§ Task directions
Take the material below and reproduce, word for word, only the lines from the line with "filename backend/src/domain/project.rs" through the line with "working on it.".

§ Data for processing
========

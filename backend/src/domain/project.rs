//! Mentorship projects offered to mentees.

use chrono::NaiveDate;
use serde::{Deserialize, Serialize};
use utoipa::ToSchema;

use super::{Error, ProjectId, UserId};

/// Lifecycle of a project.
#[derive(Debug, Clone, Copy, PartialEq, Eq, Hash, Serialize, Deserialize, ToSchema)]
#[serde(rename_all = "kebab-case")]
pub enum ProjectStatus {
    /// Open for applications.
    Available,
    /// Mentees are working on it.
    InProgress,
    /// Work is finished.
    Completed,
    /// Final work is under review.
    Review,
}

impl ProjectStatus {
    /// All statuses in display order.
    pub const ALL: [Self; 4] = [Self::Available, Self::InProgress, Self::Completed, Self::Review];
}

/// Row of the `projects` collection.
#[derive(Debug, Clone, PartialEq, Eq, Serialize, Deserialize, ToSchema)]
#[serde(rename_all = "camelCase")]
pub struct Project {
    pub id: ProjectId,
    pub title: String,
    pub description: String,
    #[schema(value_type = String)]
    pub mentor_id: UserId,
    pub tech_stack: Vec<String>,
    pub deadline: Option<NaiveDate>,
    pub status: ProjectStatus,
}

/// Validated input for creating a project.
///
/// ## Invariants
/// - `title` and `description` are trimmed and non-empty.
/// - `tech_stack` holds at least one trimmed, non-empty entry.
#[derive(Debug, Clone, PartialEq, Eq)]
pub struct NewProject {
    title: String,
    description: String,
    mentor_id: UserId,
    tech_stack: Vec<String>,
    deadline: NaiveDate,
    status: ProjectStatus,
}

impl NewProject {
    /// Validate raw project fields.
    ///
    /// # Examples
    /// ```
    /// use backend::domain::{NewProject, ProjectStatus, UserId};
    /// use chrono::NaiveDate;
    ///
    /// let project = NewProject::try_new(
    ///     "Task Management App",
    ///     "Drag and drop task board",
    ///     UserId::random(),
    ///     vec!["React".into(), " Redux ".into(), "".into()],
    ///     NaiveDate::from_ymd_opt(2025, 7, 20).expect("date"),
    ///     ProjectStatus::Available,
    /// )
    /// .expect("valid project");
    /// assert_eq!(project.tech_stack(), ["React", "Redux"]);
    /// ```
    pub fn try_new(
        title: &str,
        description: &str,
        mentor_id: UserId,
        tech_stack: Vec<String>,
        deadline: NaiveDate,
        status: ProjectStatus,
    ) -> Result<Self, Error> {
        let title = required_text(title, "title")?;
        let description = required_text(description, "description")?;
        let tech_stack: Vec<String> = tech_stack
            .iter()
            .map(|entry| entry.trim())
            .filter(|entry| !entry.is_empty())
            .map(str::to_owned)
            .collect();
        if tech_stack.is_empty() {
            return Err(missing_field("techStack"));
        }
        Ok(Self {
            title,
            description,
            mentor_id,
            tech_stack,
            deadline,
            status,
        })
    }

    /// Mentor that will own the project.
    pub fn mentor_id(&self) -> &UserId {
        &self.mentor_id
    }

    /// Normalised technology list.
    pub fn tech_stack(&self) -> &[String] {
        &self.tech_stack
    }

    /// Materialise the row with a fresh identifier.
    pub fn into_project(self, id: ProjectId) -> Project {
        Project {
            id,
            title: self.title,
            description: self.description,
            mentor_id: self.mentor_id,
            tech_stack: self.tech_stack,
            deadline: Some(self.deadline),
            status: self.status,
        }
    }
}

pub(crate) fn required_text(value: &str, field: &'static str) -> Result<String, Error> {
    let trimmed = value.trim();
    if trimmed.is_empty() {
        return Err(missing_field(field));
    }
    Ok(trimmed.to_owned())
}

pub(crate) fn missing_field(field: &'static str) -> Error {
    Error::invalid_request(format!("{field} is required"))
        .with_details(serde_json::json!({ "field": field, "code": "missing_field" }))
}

========

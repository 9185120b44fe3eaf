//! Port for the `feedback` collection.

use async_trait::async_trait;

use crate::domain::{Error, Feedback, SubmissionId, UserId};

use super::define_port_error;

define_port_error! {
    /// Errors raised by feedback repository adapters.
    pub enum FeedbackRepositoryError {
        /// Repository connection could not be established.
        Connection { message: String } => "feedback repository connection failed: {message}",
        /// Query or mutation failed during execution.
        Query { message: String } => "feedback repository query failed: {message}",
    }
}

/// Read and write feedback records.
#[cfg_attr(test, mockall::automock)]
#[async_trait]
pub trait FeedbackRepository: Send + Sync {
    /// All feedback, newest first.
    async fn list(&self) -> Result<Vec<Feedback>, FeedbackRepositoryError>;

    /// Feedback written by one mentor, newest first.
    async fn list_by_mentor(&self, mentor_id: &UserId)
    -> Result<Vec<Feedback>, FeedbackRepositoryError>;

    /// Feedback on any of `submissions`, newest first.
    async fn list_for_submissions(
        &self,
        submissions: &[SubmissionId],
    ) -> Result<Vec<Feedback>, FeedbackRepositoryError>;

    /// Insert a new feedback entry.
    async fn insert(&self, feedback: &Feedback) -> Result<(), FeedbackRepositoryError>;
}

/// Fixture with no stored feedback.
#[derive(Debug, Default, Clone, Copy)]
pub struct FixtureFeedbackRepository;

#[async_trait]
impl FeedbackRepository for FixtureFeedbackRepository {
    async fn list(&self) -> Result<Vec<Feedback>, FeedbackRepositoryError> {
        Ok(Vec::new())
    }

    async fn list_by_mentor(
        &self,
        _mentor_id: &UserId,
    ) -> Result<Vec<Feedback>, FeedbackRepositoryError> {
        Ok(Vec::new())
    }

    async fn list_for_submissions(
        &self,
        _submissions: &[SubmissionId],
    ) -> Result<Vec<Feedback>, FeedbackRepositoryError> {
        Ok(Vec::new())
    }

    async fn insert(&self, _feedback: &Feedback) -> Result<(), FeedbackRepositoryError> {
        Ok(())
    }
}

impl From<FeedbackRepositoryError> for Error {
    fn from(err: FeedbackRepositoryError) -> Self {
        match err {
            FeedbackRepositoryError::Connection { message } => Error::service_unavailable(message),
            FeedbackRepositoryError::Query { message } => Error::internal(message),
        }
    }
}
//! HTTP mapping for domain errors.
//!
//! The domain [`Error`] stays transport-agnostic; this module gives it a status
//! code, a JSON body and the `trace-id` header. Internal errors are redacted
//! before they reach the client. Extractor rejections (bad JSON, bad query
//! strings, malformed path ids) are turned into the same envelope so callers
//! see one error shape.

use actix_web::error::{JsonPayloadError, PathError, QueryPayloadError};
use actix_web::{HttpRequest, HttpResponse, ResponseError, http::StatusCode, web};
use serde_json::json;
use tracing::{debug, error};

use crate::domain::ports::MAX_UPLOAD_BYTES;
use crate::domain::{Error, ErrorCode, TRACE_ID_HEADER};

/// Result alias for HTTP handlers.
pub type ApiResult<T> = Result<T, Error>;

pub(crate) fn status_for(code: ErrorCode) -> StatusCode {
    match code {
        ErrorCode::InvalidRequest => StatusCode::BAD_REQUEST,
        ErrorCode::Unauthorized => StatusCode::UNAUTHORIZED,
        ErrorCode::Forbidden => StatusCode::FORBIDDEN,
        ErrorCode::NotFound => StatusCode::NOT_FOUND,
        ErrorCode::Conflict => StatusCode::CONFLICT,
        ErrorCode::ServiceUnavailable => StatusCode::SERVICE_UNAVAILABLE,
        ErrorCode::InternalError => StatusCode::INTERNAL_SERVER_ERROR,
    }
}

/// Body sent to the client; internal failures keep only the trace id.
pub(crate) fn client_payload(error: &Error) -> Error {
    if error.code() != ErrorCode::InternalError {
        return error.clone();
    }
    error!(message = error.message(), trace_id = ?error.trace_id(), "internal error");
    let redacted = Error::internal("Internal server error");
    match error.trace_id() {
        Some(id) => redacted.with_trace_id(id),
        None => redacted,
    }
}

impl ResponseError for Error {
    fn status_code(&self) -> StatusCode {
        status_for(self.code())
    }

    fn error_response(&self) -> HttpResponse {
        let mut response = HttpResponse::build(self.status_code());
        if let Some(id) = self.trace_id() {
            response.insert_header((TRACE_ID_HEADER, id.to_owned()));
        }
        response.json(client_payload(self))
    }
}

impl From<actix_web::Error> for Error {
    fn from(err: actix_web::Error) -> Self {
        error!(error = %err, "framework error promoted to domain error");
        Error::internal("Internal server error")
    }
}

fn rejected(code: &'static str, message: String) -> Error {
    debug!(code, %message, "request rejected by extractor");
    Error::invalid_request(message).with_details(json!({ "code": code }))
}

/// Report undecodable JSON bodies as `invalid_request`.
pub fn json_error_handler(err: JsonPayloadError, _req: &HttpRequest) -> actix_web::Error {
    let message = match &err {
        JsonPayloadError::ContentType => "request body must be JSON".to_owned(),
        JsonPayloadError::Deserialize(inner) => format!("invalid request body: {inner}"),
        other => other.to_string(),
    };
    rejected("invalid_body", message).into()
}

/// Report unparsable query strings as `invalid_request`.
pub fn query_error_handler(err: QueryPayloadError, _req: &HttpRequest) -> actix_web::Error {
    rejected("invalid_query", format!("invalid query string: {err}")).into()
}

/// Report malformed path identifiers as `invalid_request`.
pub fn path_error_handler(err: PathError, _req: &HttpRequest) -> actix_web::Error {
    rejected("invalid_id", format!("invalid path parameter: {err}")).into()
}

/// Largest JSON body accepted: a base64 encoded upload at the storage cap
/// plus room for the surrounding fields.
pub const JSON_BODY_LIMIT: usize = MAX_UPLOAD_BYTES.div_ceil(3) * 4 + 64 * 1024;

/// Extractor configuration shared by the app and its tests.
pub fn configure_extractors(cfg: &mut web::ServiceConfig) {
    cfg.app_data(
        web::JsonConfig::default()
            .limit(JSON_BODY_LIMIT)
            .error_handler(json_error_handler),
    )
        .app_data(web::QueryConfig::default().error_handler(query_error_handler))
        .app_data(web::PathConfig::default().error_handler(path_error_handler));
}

========

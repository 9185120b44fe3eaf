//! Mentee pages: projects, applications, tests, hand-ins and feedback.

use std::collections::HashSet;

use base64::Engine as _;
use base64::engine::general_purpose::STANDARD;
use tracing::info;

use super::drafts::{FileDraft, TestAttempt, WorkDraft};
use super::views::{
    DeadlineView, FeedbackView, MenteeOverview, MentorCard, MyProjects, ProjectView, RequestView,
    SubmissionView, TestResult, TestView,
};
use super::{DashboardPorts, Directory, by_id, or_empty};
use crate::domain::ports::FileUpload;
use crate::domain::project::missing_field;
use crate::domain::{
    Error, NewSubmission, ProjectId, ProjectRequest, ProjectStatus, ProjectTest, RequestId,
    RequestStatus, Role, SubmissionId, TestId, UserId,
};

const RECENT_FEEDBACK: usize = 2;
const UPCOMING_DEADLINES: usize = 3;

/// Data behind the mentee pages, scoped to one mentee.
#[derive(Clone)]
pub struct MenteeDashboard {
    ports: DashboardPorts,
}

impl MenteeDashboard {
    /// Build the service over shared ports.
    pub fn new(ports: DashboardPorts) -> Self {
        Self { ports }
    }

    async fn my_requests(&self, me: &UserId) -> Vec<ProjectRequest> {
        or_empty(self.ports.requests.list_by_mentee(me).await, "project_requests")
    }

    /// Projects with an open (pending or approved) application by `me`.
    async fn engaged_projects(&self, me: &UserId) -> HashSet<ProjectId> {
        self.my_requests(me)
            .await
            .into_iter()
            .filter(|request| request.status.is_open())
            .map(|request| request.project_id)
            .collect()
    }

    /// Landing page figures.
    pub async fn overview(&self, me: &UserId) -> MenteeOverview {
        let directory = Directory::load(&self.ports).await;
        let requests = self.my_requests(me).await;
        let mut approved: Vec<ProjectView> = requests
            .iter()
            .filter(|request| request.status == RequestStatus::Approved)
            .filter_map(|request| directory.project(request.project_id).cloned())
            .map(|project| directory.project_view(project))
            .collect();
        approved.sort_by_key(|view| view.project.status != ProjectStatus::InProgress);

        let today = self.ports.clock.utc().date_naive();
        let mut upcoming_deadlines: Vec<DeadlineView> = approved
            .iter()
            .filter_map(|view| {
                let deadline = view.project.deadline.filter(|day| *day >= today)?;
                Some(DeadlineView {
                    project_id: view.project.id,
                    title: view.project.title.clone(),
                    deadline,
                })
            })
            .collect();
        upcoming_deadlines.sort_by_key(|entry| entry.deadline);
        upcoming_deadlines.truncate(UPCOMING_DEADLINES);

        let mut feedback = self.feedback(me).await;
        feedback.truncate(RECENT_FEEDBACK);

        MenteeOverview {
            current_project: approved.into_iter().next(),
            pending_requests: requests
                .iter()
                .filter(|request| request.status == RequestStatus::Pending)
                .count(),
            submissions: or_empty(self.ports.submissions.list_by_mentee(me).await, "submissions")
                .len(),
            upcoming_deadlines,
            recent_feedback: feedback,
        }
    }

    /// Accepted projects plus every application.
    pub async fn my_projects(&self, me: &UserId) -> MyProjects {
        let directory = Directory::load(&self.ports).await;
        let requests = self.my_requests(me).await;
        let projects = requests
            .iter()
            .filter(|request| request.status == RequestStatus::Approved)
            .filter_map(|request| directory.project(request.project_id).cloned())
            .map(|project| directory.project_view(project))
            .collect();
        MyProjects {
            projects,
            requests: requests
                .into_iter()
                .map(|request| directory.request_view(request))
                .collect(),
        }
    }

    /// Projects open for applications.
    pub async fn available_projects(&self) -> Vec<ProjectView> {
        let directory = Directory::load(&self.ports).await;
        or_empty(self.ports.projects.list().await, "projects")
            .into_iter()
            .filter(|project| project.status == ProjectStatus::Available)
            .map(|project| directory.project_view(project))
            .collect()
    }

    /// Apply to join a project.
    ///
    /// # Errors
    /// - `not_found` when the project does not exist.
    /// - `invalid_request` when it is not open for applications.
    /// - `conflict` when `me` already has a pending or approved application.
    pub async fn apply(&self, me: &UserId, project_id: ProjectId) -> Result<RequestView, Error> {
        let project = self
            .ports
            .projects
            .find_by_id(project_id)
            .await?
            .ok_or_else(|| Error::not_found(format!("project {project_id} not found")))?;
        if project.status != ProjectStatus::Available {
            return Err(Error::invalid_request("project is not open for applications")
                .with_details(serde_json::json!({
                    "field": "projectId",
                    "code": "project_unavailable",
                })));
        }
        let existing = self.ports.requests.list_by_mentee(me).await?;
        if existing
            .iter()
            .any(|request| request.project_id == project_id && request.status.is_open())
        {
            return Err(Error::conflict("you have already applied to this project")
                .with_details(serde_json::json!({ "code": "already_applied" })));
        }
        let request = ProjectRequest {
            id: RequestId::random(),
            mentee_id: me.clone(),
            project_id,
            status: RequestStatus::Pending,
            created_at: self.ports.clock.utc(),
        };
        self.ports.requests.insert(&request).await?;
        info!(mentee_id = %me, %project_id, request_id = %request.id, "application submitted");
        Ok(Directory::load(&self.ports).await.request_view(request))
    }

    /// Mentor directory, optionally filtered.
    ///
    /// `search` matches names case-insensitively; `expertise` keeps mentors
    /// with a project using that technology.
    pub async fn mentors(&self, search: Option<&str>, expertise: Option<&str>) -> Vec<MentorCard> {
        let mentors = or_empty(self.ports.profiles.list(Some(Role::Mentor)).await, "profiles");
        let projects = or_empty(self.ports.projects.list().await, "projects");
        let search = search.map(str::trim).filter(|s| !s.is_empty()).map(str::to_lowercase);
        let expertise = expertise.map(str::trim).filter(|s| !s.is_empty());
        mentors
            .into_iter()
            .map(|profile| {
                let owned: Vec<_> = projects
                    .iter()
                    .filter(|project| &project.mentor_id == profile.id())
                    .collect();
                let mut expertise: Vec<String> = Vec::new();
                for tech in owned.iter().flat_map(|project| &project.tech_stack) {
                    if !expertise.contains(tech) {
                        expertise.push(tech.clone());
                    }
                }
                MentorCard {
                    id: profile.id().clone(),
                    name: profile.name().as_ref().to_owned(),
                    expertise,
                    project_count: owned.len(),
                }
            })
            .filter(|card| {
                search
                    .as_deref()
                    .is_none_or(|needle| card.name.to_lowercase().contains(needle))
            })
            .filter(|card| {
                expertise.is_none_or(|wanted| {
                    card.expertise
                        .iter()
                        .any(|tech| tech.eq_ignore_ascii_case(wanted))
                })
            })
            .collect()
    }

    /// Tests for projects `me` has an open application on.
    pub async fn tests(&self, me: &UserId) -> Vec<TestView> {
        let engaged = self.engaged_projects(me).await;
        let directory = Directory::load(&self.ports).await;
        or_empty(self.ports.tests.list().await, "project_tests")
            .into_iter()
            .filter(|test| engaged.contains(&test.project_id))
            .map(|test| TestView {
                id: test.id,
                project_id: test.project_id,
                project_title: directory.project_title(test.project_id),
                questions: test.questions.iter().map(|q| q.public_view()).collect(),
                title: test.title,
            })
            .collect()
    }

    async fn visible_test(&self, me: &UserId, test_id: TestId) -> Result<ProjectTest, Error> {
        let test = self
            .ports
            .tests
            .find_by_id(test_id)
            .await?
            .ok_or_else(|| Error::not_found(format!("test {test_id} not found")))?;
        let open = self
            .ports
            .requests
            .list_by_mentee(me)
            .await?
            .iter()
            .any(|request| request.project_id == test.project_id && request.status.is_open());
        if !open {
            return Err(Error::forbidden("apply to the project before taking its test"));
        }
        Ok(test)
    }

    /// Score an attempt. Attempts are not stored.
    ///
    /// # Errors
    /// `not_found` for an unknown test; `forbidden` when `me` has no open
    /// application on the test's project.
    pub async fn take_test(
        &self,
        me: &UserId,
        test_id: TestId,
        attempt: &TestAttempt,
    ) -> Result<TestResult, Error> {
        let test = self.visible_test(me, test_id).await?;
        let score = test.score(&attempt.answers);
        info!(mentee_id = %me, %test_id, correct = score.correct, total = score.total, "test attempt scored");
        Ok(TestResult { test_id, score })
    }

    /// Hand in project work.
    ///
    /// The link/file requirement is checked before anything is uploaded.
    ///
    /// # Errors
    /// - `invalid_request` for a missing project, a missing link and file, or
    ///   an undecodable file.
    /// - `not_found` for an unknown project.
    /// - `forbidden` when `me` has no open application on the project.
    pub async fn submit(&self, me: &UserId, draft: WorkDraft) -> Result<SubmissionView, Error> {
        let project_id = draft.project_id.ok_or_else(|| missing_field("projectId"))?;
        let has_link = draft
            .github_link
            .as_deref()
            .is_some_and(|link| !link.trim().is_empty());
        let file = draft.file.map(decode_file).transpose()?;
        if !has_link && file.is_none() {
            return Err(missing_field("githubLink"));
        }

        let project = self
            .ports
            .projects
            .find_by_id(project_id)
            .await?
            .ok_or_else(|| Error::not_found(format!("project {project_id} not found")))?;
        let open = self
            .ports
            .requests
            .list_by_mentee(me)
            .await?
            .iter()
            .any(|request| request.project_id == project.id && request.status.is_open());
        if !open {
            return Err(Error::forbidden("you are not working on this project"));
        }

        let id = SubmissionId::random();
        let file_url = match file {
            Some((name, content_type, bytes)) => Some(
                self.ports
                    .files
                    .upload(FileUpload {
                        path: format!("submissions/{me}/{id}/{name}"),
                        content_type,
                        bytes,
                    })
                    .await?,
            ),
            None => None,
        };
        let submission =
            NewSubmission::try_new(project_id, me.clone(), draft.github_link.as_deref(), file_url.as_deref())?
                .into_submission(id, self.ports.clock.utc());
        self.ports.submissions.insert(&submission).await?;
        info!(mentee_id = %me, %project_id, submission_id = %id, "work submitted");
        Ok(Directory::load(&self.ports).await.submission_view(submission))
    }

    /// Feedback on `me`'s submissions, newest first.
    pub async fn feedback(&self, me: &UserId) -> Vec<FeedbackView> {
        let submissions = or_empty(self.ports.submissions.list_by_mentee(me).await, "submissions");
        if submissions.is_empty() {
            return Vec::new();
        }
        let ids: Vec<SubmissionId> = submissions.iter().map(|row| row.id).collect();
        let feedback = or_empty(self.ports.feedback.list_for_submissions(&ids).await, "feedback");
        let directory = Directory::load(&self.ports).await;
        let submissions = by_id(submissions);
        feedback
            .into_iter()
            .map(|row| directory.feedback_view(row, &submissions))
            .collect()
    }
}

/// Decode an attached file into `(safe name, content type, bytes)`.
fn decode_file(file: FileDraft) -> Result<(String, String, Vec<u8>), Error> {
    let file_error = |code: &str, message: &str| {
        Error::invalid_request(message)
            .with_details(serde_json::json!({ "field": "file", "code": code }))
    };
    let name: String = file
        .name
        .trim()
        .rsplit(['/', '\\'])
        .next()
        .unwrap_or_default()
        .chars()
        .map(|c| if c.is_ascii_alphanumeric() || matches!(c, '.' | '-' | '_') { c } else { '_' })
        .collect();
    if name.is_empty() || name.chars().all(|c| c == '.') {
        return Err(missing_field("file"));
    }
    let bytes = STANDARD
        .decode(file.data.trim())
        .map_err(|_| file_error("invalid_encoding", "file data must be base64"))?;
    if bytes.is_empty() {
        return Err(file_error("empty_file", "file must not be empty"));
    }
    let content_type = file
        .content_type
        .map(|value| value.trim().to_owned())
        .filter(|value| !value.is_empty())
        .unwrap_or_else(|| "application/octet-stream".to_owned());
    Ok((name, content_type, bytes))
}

========

§ Output below
filename backend/src/domain/project.rs
//! Mentorship projects offered to mentees.

use chrono::NaiveDate;
use serde::{Deserialize, Serialize};
use utoipa::ToSchema;

use super::{Error, ProjectId, UserId};

/// Lifecycle of a project.
#[derive(Debug, Clone, Copy, PartialEq, Eq, Hash, Serialize, Deserialize, ToSchema)]
#[serde(rename_all = "kebab-case")]
pub enum ProjectStatus {
    /// Open for applications.
    Available,
    /// Mentees are working on it.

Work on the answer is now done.